BMC auctioning three land parcels to raise funds, says Aaditya

Updated: Oct 22, 2024

Aaditya

Mumbai: Shiv Sena (UBT) leader Aaditya Thackeray on Thursday alleged Mumbai’s civic body had decided to auction three land parcels to raise funds and make up for the “loot” of the metropolis by the Eknath Shinde government.


The Brihanmumbai Municipal Corporation, which is being run by an administrator now, has decided to auction the Chhatrapati Shivaji Maharaj Mandi (Market), the Brihanmumbai Electric Supply and Transport (BEST) Malabar Hill Receiving Station and the Worli Asphalt Plant, Thackeray pointed out.


“The sale of Mumbai is being done by the Eknath Shinde regime to benefit its favourite builders and contractors,” he alleged.


A criminal investigation will be conducted into the matter after the Maha Vikas Aghadi government comes to power, Thackeray added.


“So on one end, they looted the BMC and Mumbai and gave the money to their favourite contractors. Now, by auctioning these iconic and important land parcels, the BMC will be left without both funds and plots,” the Shiv Sena (UBT) leader and former state minister claimed.


When Shiv Sena started controlling the BMC in 1997, its finances were in deficit but by 2022 his party turned around the fiscal health of the civic body, Thackeray said.


Alleging that the Shinde government wants to drive Kolis and fisherfolk out of Mumbai, he said, “We will oppose this. It has to remain and be made into a fish market, and (should be) in the ownership of the BMC.”


Aaditya puppet for urban naxals: Shelar

Bharatiya Janata Party ( BJP ) Mumbai chief Ashish Shelar has called Uddhav Thackeray’s son and Shiv Sena (UBT) leader Aaditya Thackeray as a puppet for urban naxals after former’s comments on the Dharavi Redevelopment project and has also challenged him for a debate.

Ashish Shelar said that the project is a necessity and a priority project, adding that Uddhav Thackeray-led Shiv Sena and Congressleader Varsha Gaikwad are peddling lies.

Aaditya Thackeray seems to have become the spokesperson of urban Naxals. Without studying the subject (Dharavi) in detail, Aaditya Thackeray is speaking like an ignorant. I have seen that these people have been trying to set a narrative regarding Dharavi and the re-development work,” Ashish Shelar said.

He challenged Aaditya Thackeray and Varsha Gaikwad in a debate on the Dharavi Redevelopment Project.

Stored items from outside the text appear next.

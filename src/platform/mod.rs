//! Platform abstraction layer
//!
//! The browser build exposes the session to a JavaScript renderer through
//! `web::WebGame`. Native builds drive the session directly (see `main.rs`).

#[cfg(target_arch = "wasm32")]
pub mod web;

“Uddhav ji and the people of his party – Aaditya Thackeray and Varsha Gaikwad have started this false narrative regarding Dharavi. I openly challenge Aaditya for a debate. I want to ask him that 70 per cent of the homes in the Dharavi Redevelopment Project will go to Marathi people, Muslims and Dalits. It is their rightful home, so why are they putting roadblocks by creating a false narrative?”